Inventaire et identifiants uniques

  1. STORAGE LOCATION ABBR correspond à l'abréviation de l'emplacement de stockage des semences où vous stockerez les semences associées à cette liste d'importation. Ces abréviations d'emplacement de stockage de semences sont recherchées sur la feuille de codes. Les nouveaux doivent être saisis par <<Manage Locations>> (Gérer les emplacements).

  2. UNITS contient le nom des unités de stockage pour chaque entrée de la liste sur la feuille Codes.

  3. AMOUNT : Ceci contient la quantité de semences entrant dans le stockage pour les entrées nouvelles ou existantes. Notez que dans la V19, si une entrée a du stock, l'importation de matériel génétique suppose que toutes les entrées ont du stock et vous devrez fournir des paramètres par défaut pour celles qui n'ont pas de stock lorsque vous exécutez l'importation.

  4. STOCK ID est un identifiant court et unique pour le lot de semences.
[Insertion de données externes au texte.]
use glam::Vec2;
use serde::{Deserialize, Serialize};
use sf_core::{Body, EntityId, EntityKind, EntityPool, HasBody};

use crate::area;
use crate::behavior::Behavior;
use crate::render::{DrawCommand, Sprite};
use crate::world::World;

/// What a projectile does when it lands.
#[derive(Debug, Clone, Copy, PartialEq, Eq, Hash)]
pub enum ProjectileKind {
    /// Destroys its target outright.
    Arrow,
    /// Detonates at the aim point.
    Shell,
}

/// Height of a projectile over its flight.
///
/// A parabola through `start` at launch and `end` on landing, bulging by
/// `peak` in between.
#[derive(Debug, Clone, Copy, PartialEq, Serialize, Deserialize)]
#[serde(default)]
pub struct ArcProfile {
    /// Height at launch.
    pub start: f32,
    /// Curvature of the arc.
    pub peak: f32,
    /// Height at landing.
    pub end: f32,
}

impl Default for ArcProfile {
    fn default() -> Self {
        Self {
            start: 40.0,
            peak: 80.0,
            end: 10.0,
        }
    }
}

impl ArcProfile {
    /// Height at flight fraction `t`, clamped to `0.0..=1.0`.
    pub fn height_at(&self, t: f32) -> f32 {
        let t = t.clamp(0.0, 1.0);
        if self.peak.abs() <= f32::EPSILON {
            return self.start + (self.end - self.start) * t;
        }
        -self.peak * (t - 1.0) * (t + (self.start - self.end) / self.peak) + self.end
    }
}

/// An arrow or shell in flight.
///
/// Flight is fully determined at launch: the projectile slides from `origin`
/// to `aim` over `flight_time` seconds, whatever its target does meanwhile.
#[derive(Debug, Clone, PartialEq)]
pub struct Projectile {
    /// Shared fields; `height` follows the arc.
    pub body: Body,
    /// Arrow or shell.
    pub kind: ProjectileKind,
    /// Launch point.
    pub origin: Vec2,
    /// Landing point.
    pub aim: Vec2,
    /// Minion the projectile was fired at.
    pub target: EntityId,
    /// Seconds from launch to landing.
    pub flight_time: f32,
    /// Screen-space direction of travel in radians.
    pub heading: f32,
    /// Height profile.
    pub arc: ArcProfile,
}

impl Projectile {
    /// A projectile at the start of its flight.
    pub fn launch(
        kind: ProjectileKind,
        origin: Vec2,
        aim: Vec2,
        target: EntityId,
        flight_time: f32,
        arc: ArcProfile,
    ) -> Self {
        let screen = aim - origin;
        Self {
            body: Body::raised(origin, arc.height_at(0.0)),
            kind,
            origin,
            aim,
            target,
            flight_time,
            heading: screen.y.atan2(screen.x),
            arc,
        }
    }

    /// Fraction of the flight completed, in `0.0..=1.0`.
    pub fn progress(&self) -> f32 {
        if self.flight_time > 0.0 {
            (self.body.lifetime / self.flight_time).min(1.0)
        } else {
            1.0
        }
    }

    fn screen_position(&self) -> Vec2 {
        self.body.position - Vec2::new(0.0, self.body.height)
    }
}

impl HasBody for Projectile {
    fn body(&self) -> &Body {
        &self.body
    }

    fn body_mut(&mut self) -> &mut Body {
        &mut self.body
    }
}

impl Behavior for Projectile {
    const KIND: EntityKind = EntityKind::Projectile;

    fn pool(world: &World) -> &EntityPool<Self> {
        &world.projectiles
    }

    fn pool_mut(world: &mut World) -> &mut EntityPool<Self> {
        &mut world.projectiles
    }

    fn update(world: &mut World, id: EntityId, _dt: f32) {
        let Ok(projectile) = world.projectiles.get_mut(id) else {
            return;
        };
        let before = projectile.screen_position();
        let t = projectile.progress();
        projectile.body.position = projectile.origin.lerp(projectile.aim, t);
        projectile.body.height = projectile.arc.height_at(t);
        let travel = projectile.screen_position() - before;
        if travel.length_squared() > 0.0 {
            projectile.heading = travel.y.atan2(travel.x);
        }

        if t < 1.0 {
            return;
        }
        let (kind, target, aim) = (projectile.kind, projectile.target, projectile.aim);
        match kind {
            ProjectileKind::Arrow => {
                world.destroy(target);
            }
            ProjectileKind::Shell => {
                let radius = world.config.shell_blast_radius;
                area::detonate(world, aim, radius);
                // The target walked out of the blast; let towers try again.
                if let Ok(survivor) = world.minions.get_mut(target) {
                    survivor.projectile_targeted = false;
                }
            }
        }
        world.destroy(id);
    }

    fn draw(&self) -> DrawCommand {
        let (sprite, rotation) = match self.kind {
            ProjectileKind::Arrow => (Sprite::Arrow, self.heading + std::f32::consts::FRAC_PI_2),
            ProjectileKind::Shell => (Sprite::Shell, self.heading * 0.4),
        };
        DrawCommand::new(sprite, &self.body)
            .with_anchor(Vec2::new(0.5, 0.0))
            .with_rotation(rotation)
    }
}

#[cfg(test)]
mod tests {
    use proptest::prelude::*;
    use sf_core::{Side, TowerArchetype};

    use super::*;
    use crate::world::tests::open_field;

    #[test]
    fn arc_passes_through_start_and_end() {
        let arc = ArcProfile::default();
        assert!((arc.height_at(0.0) - 40.0).abs() < 1e-4);
        assert!((arc.height_at(1.0) - 10.0).abs() < 1e-4);
        assert!(arc.height_at(0.5) > arc.height_at(0.0));
    }

    #[test]
    fn arc_clamps_fraction() {
        let arc = ArcProfile::default();
        assert_eq!(arc.height_at(-2.0), arc.height_at(0.0));
        assert_eq!(arc.height_at(5.0), arc.height_at(1.0));
    }

    proptest! {
        #[test]
        fn default_arc_never_dips_below_ground(t in 0.0f32..=1.0) {
            prop_assert!(ArcProfile::default().height_at(t) >= 0.0);
        }
    }

    #[test]
    fn flat_arc_interpolates_linearly() {
        let arc = ArcProfile {
            start: 10.0,
            peak: 0.0,
            end: 20.0,
        };
        assert!((arc.height_at(0.5) - 15.0).abs() < 1e-4);
    }

    #[test]
    fn aim_leads_a_moving_target() {
        let mut world = open_field();
        let minion = world.spawn_minion(Side::Attacker, Vec2::new(100.0, 100.0)).unwrap();
        world.minions.get_mut(minion).unwrap().velocity = Vec2::new(50.0, 0.0);
        let id = world
            .spawn_projectile(ProjectileKind::Arrow, Vec2::ZERO, minion, 2.0)
            .unwrap();
        assert_eq!(world.projectiles().get(id).unwrap().aim, Vec2::new(200.0, 100.0));
    }

    #[test]
    fn projectile_reaches_aim_after_flight_time() {
        let mut world = open_field();
        let minion = world.spawn_minion(Side::Defender, Vec2::new(600.0, 600.0)).unwrap();
        let id = world
            .spawn_projectile(ProjectileKind::Arrow, Vec2::new(0.0, 600.0), minion, 1.0)
            .unwrap();
        world.update(0.5);
        let halfway = world.projectiles().get(id).unwrap();
        assert!((halfway.body.position.x - 300.0).abs() < 1e-3);
        assert!(halfway.body.height > 40.0);

        world.update(0.5);
        assert!(!world.contains(id));
        assert!(!world.contains(minion));
    }

    #[test]
    fn arrow_with_dead_target_just_vanishes() {
        let mut world = open_field();
        let minion = world.spawn_minion(Side::Defender, Vec2::new(600.0, 600.0)).unwrap();
        let other = world.spawn_minion(Side::Defender, Vec2::new(650.0, 600.0)).unwrap();
        let id = world
            .spawn_projectile(ProjectileKind::Arrow, Vec2::ZERO, minion, 0.1)
            .unwrap();
        world.destroy(minion);
        world.update(0.2);
        assert!(!world.contains(id));
        assert!(world.contains(other));
    }

    #[test]
    fn projectile_for_missing_target_is_not_launched() {
        let mut world = open_field();
        let minion = world.spawn_minion(Side::Attacker, Vec2::new(600.0, 600.0)).unwrap();
        world.destroy(minion);
        assert!(
            world
                .spawn_projectile(ProjectileKind::Shell, Vec2::ZERO, minion, 1.0)
                .is_none()
        );
    }

    #[test]
    fn shell_detonates_on_landing() {
        let mut world = open_field();
        world
            .spawn_tower(TowerArchetype::Spawner, Vec2::new(1100.0, 1100.0), 9)
            .unwrap();
        let target = world.spawn_minion(Side::Attacker, Vec2::new(300.0, 300.0)).unwrap();
        let bystander = world.spawn_minion(Side::Attacker, Vec2::new(330.0, 300.0)).unwrap();
        let far = world.spawn_minion(Side::Attacker, Vec2::new(500.0, 300.0)).unwrap();
        world.minions.get_mut(target).unwrap().velocity = Vec2::ZERO;
        world.spawn_projectile(ProjectileKind::Shell, Vec2::new(300.0, 100.0), target, 0.1);
        world.rebuild_spatial();
        world.update(0.1);
        assert!(!world.contains(target));
        assert!(!world.contains(bystander));
        assert!(world.contains(far));
    }
}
Il est préférable de laisser le BMS attribuer ces codes car ils doivent être uniques, donc on pourrait laisser vide.

  5. Le PUI peut contenir des identifiants universels publics pour les entrées. Le BMS attribuera un code unique, le GUID, mais si un identifiant public global pertinent existe, vous pouvez l'entrer dans la colonne PUI et il sera stocké comme nom pour le nouveau matériel génétique, le GUID sera également créé.

 

Sélectionnez maintenant <<Import germplasm>> dans le menu Actions du <<Germplasm Manager>> et sélectionnez le fichier que vous avez enregistré pour voir l'effet des paramètres.